▶ Required work:
Read through the entries below and copy each line where "DecodeError" turns up.

(Dataset entries)
-- Opening Marker --

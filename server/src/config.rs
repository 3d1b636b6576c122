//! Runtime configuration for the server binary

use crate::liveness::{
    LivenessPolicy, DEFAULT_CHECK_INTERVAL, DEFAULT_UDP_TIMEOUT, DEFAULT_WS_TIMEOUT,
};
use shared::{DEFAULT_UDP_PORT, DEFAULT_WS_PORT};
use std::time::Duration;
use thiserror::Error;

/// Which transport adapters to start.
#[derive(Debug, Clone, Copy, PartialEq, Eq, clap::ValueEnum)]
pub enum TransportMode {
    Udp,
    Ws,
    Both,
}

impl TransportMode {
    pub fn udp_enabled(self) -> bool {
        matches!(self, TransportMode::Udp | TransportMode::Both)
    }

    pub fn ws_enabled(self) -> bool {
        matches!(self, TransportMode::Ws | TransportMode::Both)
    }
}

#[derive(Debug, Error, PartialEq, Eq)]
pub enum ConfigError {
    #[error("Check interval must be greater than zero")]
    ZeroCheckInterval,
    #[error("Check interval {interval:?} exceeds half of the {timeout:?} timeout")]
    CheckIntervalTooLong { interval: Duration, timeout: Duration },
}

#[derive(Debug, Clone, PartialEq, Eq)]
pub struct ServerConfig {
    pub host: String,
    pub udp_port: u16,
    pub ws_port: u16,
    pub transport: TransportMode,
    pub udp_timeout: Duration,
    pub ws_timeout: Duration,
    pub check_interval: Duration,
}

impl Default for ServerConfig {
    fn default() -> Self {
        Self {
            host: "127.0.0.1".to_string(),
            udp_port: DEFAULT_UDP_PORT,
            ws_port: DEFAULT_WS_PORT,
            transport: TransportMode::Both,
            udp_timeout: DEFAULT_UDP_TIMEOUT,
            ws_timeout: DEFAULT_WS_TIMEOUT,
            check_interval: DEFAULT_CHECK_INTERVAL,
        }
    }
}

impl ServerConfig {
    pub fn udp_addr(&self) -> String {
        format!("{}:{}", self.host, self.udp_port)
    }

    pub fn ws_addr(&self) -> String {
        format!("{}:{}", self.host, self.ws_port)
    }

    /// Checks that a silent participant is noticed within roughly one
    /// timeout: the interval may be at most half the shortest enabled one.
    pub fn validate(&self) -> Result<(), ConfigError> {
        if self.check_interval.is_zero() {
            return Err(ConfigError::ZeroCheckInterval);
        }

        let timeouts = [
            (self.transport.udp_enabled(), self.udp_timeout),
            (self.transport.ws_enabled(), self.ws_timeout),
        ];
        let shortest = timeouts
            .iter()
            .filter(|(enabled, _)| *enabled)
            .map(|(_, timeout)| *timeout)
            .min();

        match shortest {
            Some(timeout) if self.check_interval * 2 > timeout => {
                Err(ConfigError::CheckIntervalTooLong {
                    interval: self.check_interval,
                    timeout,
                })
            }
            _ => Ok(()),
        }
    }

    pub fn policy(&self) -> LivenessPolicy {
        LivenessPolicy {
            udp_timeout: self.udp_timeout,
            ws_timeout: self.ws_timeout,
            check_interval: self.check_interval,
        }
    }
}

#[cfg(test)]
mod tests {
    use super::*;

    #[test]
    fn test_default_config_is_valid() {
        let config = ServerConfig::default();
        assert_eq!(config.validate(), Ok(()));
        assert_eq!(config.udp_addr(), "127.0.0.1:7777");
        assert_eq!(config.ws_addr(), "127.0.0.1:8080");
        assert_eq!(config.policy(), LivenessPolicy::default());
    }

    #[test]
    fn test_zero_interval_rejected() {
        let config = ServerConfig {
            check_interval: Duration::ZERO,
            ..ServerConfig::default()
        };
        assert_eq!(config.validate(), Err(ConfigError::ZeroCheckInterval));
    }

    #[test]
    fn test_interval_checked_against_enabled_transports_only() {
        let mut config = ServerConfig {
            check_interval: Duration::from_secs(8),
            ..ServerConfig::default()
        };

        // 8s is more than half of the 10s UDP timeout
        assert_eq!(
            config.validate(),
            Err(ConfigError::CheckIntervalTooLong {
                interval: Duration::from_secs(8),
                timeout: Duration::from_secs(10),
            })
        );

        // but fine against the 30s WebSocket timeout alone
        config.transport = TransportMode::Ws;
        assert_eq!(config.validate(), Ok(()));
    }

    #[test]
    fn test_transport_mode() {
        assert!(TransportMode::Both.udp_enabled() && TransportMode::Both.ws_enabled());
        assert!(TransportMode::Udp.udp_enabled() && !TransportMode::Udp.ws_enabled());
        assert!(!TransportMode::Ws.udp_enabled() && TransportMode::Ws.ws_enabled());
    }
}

-- Closing Marker --
-- Opening Marker --

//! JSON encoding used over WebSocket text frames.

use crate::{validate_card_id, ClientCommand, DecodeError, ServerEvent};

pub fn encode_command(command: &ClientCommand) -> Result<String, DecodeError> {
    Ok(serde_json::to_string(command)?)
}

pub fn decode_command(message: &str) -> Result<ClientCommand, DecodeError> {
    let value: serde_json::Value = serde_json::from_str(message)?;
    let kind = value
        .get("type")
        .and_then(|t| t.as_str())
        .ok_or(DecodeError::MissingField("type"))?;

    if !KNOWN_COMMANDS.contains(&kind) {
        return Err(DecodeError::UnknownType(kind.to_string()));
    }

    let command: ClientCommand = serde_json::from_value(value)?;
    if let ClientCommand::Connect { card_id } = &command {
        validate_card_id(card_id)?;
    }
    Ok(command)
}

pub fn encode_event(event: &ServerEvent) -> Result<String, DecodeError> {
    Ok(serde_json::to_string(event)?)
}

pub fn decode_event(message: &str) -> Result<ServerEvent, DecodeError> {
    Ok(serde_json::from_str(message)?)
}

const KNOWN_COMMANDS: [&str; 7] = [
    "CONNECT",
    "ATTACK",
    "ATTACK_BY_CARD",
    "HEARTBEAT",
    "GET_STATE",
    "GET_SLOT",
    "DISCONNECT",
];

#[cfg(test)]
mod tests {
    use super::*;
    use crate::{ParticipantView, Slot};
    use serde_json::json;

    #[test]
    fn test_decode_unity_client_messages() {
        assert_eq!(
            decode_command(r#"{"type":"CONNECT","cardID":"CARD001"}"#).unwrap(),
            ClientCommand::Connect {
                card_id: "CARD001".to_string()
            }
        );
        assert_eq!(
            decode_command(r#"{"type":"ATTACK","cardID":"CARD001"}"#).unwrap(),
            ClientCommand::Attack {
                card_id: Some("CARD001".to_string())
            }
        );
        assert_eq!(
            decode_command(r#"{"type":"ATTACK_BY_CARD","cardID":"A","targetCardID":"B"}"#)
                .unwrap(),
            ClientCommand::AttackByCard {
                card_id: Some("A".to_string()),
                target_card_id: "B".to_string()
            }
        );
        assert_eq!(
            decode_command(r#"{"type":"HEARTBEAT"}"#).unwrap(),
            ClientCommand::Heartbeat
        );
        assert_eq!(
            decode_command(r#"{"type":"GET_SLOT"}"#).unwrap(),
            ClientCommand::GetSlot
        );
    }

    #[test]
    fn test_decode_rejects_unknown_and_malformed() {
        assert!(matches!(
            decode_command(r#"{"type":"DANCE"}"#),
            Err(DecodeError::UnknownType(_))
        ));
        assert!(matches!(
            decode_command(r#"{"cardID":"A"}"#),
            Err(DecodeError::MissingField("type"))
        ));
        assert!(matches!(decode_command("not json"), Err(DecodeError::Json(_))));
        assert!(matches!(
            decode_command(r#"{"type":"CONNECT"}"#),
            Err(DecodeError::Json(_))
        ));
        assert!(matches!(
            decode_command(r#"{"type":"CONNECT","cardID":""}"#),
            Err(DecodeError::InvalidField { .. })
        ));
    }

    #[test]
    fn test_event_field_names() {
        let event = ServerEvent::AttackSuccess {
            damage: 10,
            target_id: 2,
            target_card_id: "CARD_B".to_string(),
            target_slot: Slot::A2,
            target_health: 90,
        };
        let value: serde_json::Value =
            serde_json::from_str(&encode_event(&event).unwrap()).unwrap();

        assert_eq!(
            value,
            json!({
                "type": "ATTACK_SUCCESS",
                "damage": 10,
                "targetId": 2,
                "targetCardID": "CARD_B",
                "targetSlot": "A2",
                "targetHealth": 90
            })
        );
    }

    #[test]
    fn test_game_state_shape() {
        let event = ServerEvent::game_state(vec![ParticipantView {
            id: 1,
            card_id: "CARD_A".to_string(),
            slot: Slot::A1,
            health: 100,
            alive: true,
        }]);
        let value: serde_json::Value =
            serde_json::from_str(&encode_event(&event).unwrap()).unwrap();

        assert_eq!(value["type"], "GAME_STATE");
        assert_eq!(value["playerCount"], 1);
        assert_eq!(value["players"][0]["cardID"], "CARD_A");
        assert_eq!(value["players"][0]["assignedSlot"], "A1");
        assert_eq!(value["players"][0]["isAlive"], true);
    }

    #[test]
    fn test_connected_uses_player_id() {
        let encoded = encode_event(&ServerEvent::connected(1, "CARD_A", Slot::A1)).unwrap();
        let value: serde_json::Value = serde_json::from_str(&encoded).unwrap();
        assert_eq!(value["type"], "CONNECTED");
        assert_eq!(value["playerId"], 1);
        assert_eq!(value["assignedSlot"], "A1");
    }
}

-- Closing Marker --

▶ Final answer:
use crate::{validate_card_id, ClientCommand, DecodeError, ServerEvent};
pub fn encode_command(command: &ClientCommand) -> Result<String, DecodeError> {
pub fn decode_command(message: &str) -> Result<ClientCommand, DecodeError> {
        .ok_or(DecodeError::MissingField("type"))?;
        return Err(DecodeError::UnknownType(kind.to_string()));
pub fn encode_event(event: &ServerEvent) -> Result<String, DecodeError> {
pub fn decode_event(message: &str) -> Result<ServerEvent, DecodeError> {
            Err(DecodeError::UnknownType(_))
            Err(DecodeError::MissingField("type"))
        assert!(matches!(decode_command("not json"), Err(DecodeError::Json(_))));
            Err(DecodeError::Json(_))
            Err(DecodeError::InvalidField { .. })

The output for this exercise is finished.